The US researchers have developed a vaccine based on the same mRNA technology used in Moderna and Pfizer’s Covid-19 vaccines.
They wrote in the journal Science that their vaccine protected mice and ferrets from severe influenza, with the next phase being human clinical trials.
Prof Oxford told BBC Radio 4 Today the highly experienced team mixed 20 strains of flu together and got a reaction to each strain.
Current vaccines typically protect against four strains of the virus.
“I cannot stress enough what a breakthrough this paper is,” said Prof Oxford, adding there was a “very good chance” the stitch would work in humans.

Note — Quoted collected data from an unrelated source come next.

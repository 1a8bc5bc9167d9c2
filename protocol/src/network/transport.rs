//! JSON-RPC transport.
//!
//! [`RpcTransport`] is the seam between the typed node calls and the wire.
//! [`HttpTransport`] is the production implementation; tests plug in a
//! scripted transport instead.

use async_trait::async_trait;
use reqwest::Client;
use serde_json::Value;
use std::sync::atomic::{AtomicU64, Ordering};
use thiserror::Error;

use super::rpc::{RpcError, RpcMethod, RpcRequest, RpcResponse};
use crate::config::HTTP_TIMEOUT;

/// Errors raised while talking to the node.
#[derive(Debug, Error)]
pub enum RpcClientError {
    /// The request never produced a response (connection refused, timeout).
    #[error("transport error: {0}")]
    Transport(String),

    /// The node answered with a JSON-RPC error object.
    #[error("node returned error: {0}")]
    Node(RpcError),

    /// The node answered, but not with what we asked for.
    #[error("unexpected response to {method}: {reason}")]
    UnexpectedResponse { method: RpcMethod, reason: String },
}

impl RpcClientError {
    pub fn unexpected(method: RpcMethod, reason: impl Into<String>) -> Self {
        Self::UnexpectedResponse {
            method,
            reason: reason.into(),
        }
    }
}

/// Sends a single JSON-RPC call and returns its `result` value.
///
/// A `null` result is returned as [`Value::Null`], not as an error.
#[async_trait]
pub trait RpcTransport: Send + Sync {
    async fn request(&self, method: RpcMethod, params: Value) -> Result<Value, RpcClientError>;
}

/// JSON-RPC over HTTP POST.
pub struct HttpTransport {
    url: String,
    client: Client,
    next_id: AtomicU64,
}

impl HttpTransport {
    /// Creates a transport for `url` with the default request timeout.
    pub fn new(url: impl Into<String>) -> Result<Self, RpcClientError> {
        let client = Client::builder()
            .timeout(HTTP_TIMEOUT)
            .build()
            .map_err(|e| RpcClientError::Transport(e.to_string()))?;
        Ok(Self::with_client(url, client))
    }

    /// Creates a transport sharing an existing HTTP client.
    pub fn with_client(url: impl Into<String>, client: Client) -> Self {
        Self {
            url: url.into(),
            client,
            next_id: AtomicU64::new(1),
        }
    }

    pub fn url(&self) -> &str {
        &self.url
    }
}

#[async_trait]
impl RpcTransport for HttpTransport {
    async fn request(&self, method: RpcMethod, params: Value) -> Result<Value, RpcClientError> {
        let id = self.next_id.fetch_add(1, Ordering::Relaxed);
        let request = RpcRequest::new(id, method, params);

        tracing::trace!(id, %method, url = %self.url, "sending rpc request");

        let response = self
            .client
            .post(&self.url)
            .json(&request)
            .send()
            .await
            .map_err(|e| RpcClientError::Transport(e.to_string()))?;

        let status = response.status();
        if !status.is_success() {
            let body = response.text().await.unwrap_or_default();
            return Err(RpcClientError::unexpected(
                method,
                format!("HTTP {}: {}", status, body),
            ));
        }

        let envelope: RpcResponse = response
            .json()
            .await
            .map_err(|e| RpcClientError::unexpected(method, e.to_string()))?;

        envelope.into_result().map_err(|err| {
            tracing::debug!(id, %method, code = err.code, message = %err.message, "node rejected rpc request");
            RpcClientError::Node(err)
        })
    }
}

“The potential is huge, and I think sometimes we underestimate these big respiratory viruses.”
He said about 30 or 40 volunteers would be needed for a phase 1 clinical trial, with the first data potentially coming in within the next six months.
Researchers have been working on universal flu vaccines for many years, but the recent breakthrough is seen as a step towards protecting people from a future flu pandemic.
Prof Oxford said the sting could save thousands of lives.
The research found that the vaccine produced high levels of antibodies that protected against the flu virus.
dr Andrew Freedman, Lecturer in Infectious Diseases at Cardiff University, said: “This vaccine has only been tested on animals so far and it will be important to study its safety and effectiveness in humans.
“It seems a very promising approach towards the goal of making a universal influenza vaccine, as well as vaccines that protect against multiple members of other virus families, such as rhino and coronaviruses.”